American marketing theorist (1947–2016)

Steve Rivkin (January 13, 1947 – November 16, 2016) was an American marketing and communications consultant, author and speaker. He founded Rivkin & Associates LLC in 1989.

==Biography==
The son of a pharmacist, Rivkin came from a medical family that included a general practitioner, a thoracic surgeon, an ob-gyn, a radiologist, and an infertility specialist.
He consulted with healthcare organizations and more than 100 community hospitals on marketing and public affairs issues, working with a partner Fraser P. Seitel, author of The Practice of Public Relations.
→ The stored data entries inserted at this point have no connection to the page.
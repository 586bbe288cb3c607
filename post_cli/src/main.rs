//! # Postline CLI Application
//!
//! Batch front end for `post_core`: loads a results archive and an optional
//! run configuration, applies command-line overrides and writes the selected
//! CSV reports.
//!
//! ```text
//! postline --archive model.json --config run.json all
//! postline --archive model.json --length-unit mm --force-unit N joint-reactions
//! postline --archive model.json mean-alternating --base "Static Structural" --child "Random Vibration"
//! ```
//!
//! Logging goes to stderr and is controlled by `RUST_LOG`
//! (e.g. `RUST_LOG=post_core=debug`).

use std::path::PathBuf;

use chrono::Local;
use clap::{Parser, Subcommand, ValueEnum};
use post_core::calculations::StressConvention;
use post_core::config::PrestressConfig;
use post_core::{pipeline, PostError, PostResult, Report, ResultsArchive, RunConfig, RunSummary};
use tracing::info;

/// Post-process finite-element results archives into CSV reports
#[derive(Parser)]
#[command(name = "postline", version)]
struct Cli {
    /// Results archive (JSON)
    #[arg(long, short)]
    archive: PathBuf,

    /// Run configuration (JSON); defaults are used when omitted
    #[arg(long, short)]
    config: Option<PathBuf>,

    /// Output length unit (in, mm, m, ...)
    #[arg(long)]
    length_unit: Option<String>,

    /// Output force unit (lbf, N, kN, ...)
    #[arg(long)]
    force_unit: Option<String>,

    /// Directory for the CSV files
    #[arg(long, short)]
    output_dir: Option<PathBuf>,

    /// Analysis to process; repeat for several
    #[arg(long = "analysis")]
    analyses: Vec<String>,

    /// Named-selection folder used for results scoping
    #[arg(long)]
    folder: Option<String>,

    /// Coordinate system whose origin is the moment summation point
    #[arg(long)]
    coordinate_system: Option<String>,

    /// Sigma level for random vibration results
    #[arg(long)]
    sigma: Option<f64>,

    /// Evaluate only the last set of static analyses
    #[arg(long)]
    static_last_only: bool,

    /// Equivalent stress convention for beam stress resultants
    #[arg(long, value_enum)]
    convention: Option<ConventionArg>,

    /// Print the run summary as JSON on stdout
    #[arg(long)]
    json: bool,

    #[command(subcommand)]
    command: Command,
}

#[derive(Clone, Copy, ValueEnum)]
enum ConventionArg {
    VonMises,
    Mohr,
}

impl From<ConventionArg> for StressConvention {
    fn from(arg: ConventionArg) -> Self {
        match arg {
            ConventionArg::VonMises => StressConvention::VonMisesCombined,
            ConventionArg::Mohr => StressConvention::MohrPrincipal,
        }
    }
}

#[derive(Subcommand)]
enum Command {
    /// Reports selected by the configuration, the standard set when it selects none
    All,
    /// Beam stress resultants with governing end
    BeamStress,
    /// MPC184 joint reaction forces and moments
    JointReactions,
    /// Beam probe table for every beam connection
    BeamProbes,
    /// Bolt summary with transverse shear stress
    BoltSummary,
    /// Summed reactions over each named selection
    SurfaceReactions,
    /// Max equivalent stress per named selection
    MaxStress,
    /// Max total deformation per named selection
    MaxDeformation,
    /// Max X, Y and Z deformation over time per named selection
    MaxDirectionalDeformation,
    /// Max X, Y and Z velocity over time per named selection
    MaxDirectionalVelocity,
    /// Nodal contact pressure with node coordinates
    ContactPressure {
        /// Contact region name; repeat for several (default: every region)
        #[arg(long = "contact")]
        contacts: Vec<String>,
    },
    /// Mean stress of a prestress analysis and alternating stress of its children
    MeanAlternating {
        /// Prestress analysis (overrides the configuration)
        #[arg(long)]
        base: Option<String>,
        /// Child analysis; repeat for several
        #[arg(long = "child")]
        children: Vec<String>,
    },
}

impl Command {
    fn report(&self) -> Option<Report> {
        match self {
            Command::BeamStress => Some(Report::BeamStress),
            Command::JointReactions => Some(Report::JointReactions),
            Command::BeamProbes => Some(Report::BeamProbes),
            Command::BoltSummary => Some(Report::BoltSummary),
            Command::SurfaceReactions => Some(Report::SurfaceReactions),
            Command::MaxStress => Some(Report::MaxEquivalentStress),
            Command::MaxDeformation => Some(Report::MaxTotalDeformation),
            Command::MaxDirectionalDeformation => Some(Report::MaxDirectionalDeformation),
            Command::MaxDirectionalVelocity => Some(Report::MaxDirectionalVelocity),
            Command::ContactPressure { .. } => Some(Report::ContactPressure),
            Command::All | Command::MeanAlternating { .. } => None,
        }
    }
}

/// Configuration file (or defaults) with command-line overrides applied.
fn resolve_config(cli: &Cli) -> PostResult<RunConfig> {
    let mut config = match &cli.config {
        Some(path) => RunConfig::load(path)?,
        None => RunConfig::default(),
    };
    if let Some(length) = &cli.length_unit {
        config.units.length = length.clone();
    }
    if let Some(force) = &cli.force_unit {
        config.units.force = force.clone();
    }
    if let Some(dir) = &cli.output_dir {
        config.output_dir = dir.clone();
    }
    if !cli.analyses.is_empty() {
        config.analyses = cli.analyses.clone();
    }
    if let Some(folder) = &cli.folder {
        config.named_selection_folder = folder.clone();
    }
    if let Some(cs) = &cli.coordinate_system {
        config.coordinate_system = Some(cs.clone());
    }
    if let Some(sigma) = cli.sigma {
        config.random_vibration_sigma = sigma;
    }
    if cli.static_last_only {
        config.static_last_time_only = true;
    }
    if let Some(convention) = cli.convention {
        config.convention = convention.into();
    }
    if let Command::ContactPressure { contacts } = &cli.command {
        if !contacts.is_empty() {
            config.contacts = contacts.clone();
        }
    }
    config.validate()?;
    Ok(config)
}

fn execute(cli: &Cli) -> PostResult<RunSummary> {
    let mut config = resolve_config(cli)?;
    let archive = ResultsArchive::load(&cli.archive)?;
    let handles = archive.handles(&[])?;
    let date = Local::now().date_naive();
    info!(archive = %cli.archive.display(), analyses = handles.len(), "loaded archive");

    match &cli.command {
        Command::All => pipeline::run(&archive, &handles, &config, date),
        Command::MeanAlternating { base, children } => {
            let prestress = match (base, config.prestress.take()) {
                (Some(base), _) => PrestressConfig {
                    base: base.clone(),
                    children: children.clone(),
                },
                (None, Some(mut configured)) => {
                    if !children.is_empty() {
                        configured.children = children.clone();
                    }
                    configured
                }
                (None, None) => {
                    return Err(PostError::invalid_input(
                        "base",
                        "",
                        "No prestress analysis given on the command line or in the configuration",
                    ))
                }
            };
            config.prestress = Some(prestress.clone());
            config.validate()?;
            pipeline::run_mean_alternating(&archive, &handles, &prestress, &config, date)
        }
        command => {
            config.reports = command.report().into_iter().collect();
            config.prestress = None;
            pipeline::run(&archive, &handles, &config, date)
        }
    }
}

fn main() {
    let cli = Cli::parse();

    tracing_subscriber::fmt()
        .with_env_filter(tracing_subscriber::EnvFilter::from_default_env())
        .with_writer(std::io::stderr)
        .init();

    match execute(&cli) {
        Ok(summary) => {
            if cli.json {
                match serde_json::to_string_pretty(&summary) {
                    Ok(json) => println!("{}", json),
                    Err(e) => {
                        eprintln!("Error: {}", e);
                        std::process::exit(1);
                    }
                }
            } else {
                for path in &summary.written {
                    println!("Open File: \"{}\"", path.display());
                }
                if !summary.skipped.is_empty() {
                    eprintln!(
                        "{} record(s) skipped; run with RUST_LOG=warn for details",
                        summary.skipped.len()
                    );
                }
            }
        }
        Err(e) => {
            eprintln!("Error: {}", e);
            if let Ok(json) = serde_json::to_string_pretty(&e) {
                eprintln!();
                eprintln!("Error JSON:");
                eprintln!("{}", json);
            }
            std::process::exit(1);
        }
    }
}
In 2006, Rivkin was appointed Senior Fellow in Health Communications & Marketing Strategy for the Estes Park Institute, a national healthcare educational organization. He served on the board of directors of the Estes Park Institute and Volunteers in Medicine. In 2015 he was named CEO of the Estes Park Institute.

Another of his specialized practice areas was in naming. His firm created new names for companies and brands. The 2004 book he co-authored, The Making of a Name, was described by Library Journal as "an authoritative and fascinating book on names and naming that will be used by entrepreneurs, students, inventors, marketers, and wordsmiths at all levels."

Prior to forming his own firm, Rivkin spent 14 years working with Jack Trout and Al Ries at Trout & Ries Inc., a marketing strategy firm known for its work in positioning He left Trout & Ries as executive vice president.

Rivkin was a frequent speaker on marketing and communications topics, at company seminars, industry conferences, and a contributor to business and trade publications.

==Bibliography==
Rivkin is the co-author of six books on business and marketing strategy.

- Differentiate or Die, by Jack Trout and Steve Rivkin, 2nd edition, 2008, John Wiley & Sons.
- The Making of a Name, by Steve Rivkin and Fraser Sutherland, Oxford University Press, 2004.
- IdeaWise, by Steve Rivkin and Fraser Seitel, John Wiley & Sons, 2002.
- The Power of Simplicity, by Jack Trout and Steve Rivkin, McGraw-Hill, 1998.
- The New Positioning, by Jack Trout and Steve Rivkin, McGraw-Hill, 1996.
- Repositioning: Marketing in an Era of Competition, Change and Crisis, by Jack Trout and Steve Rivkin, McGraw-Hill, 2010.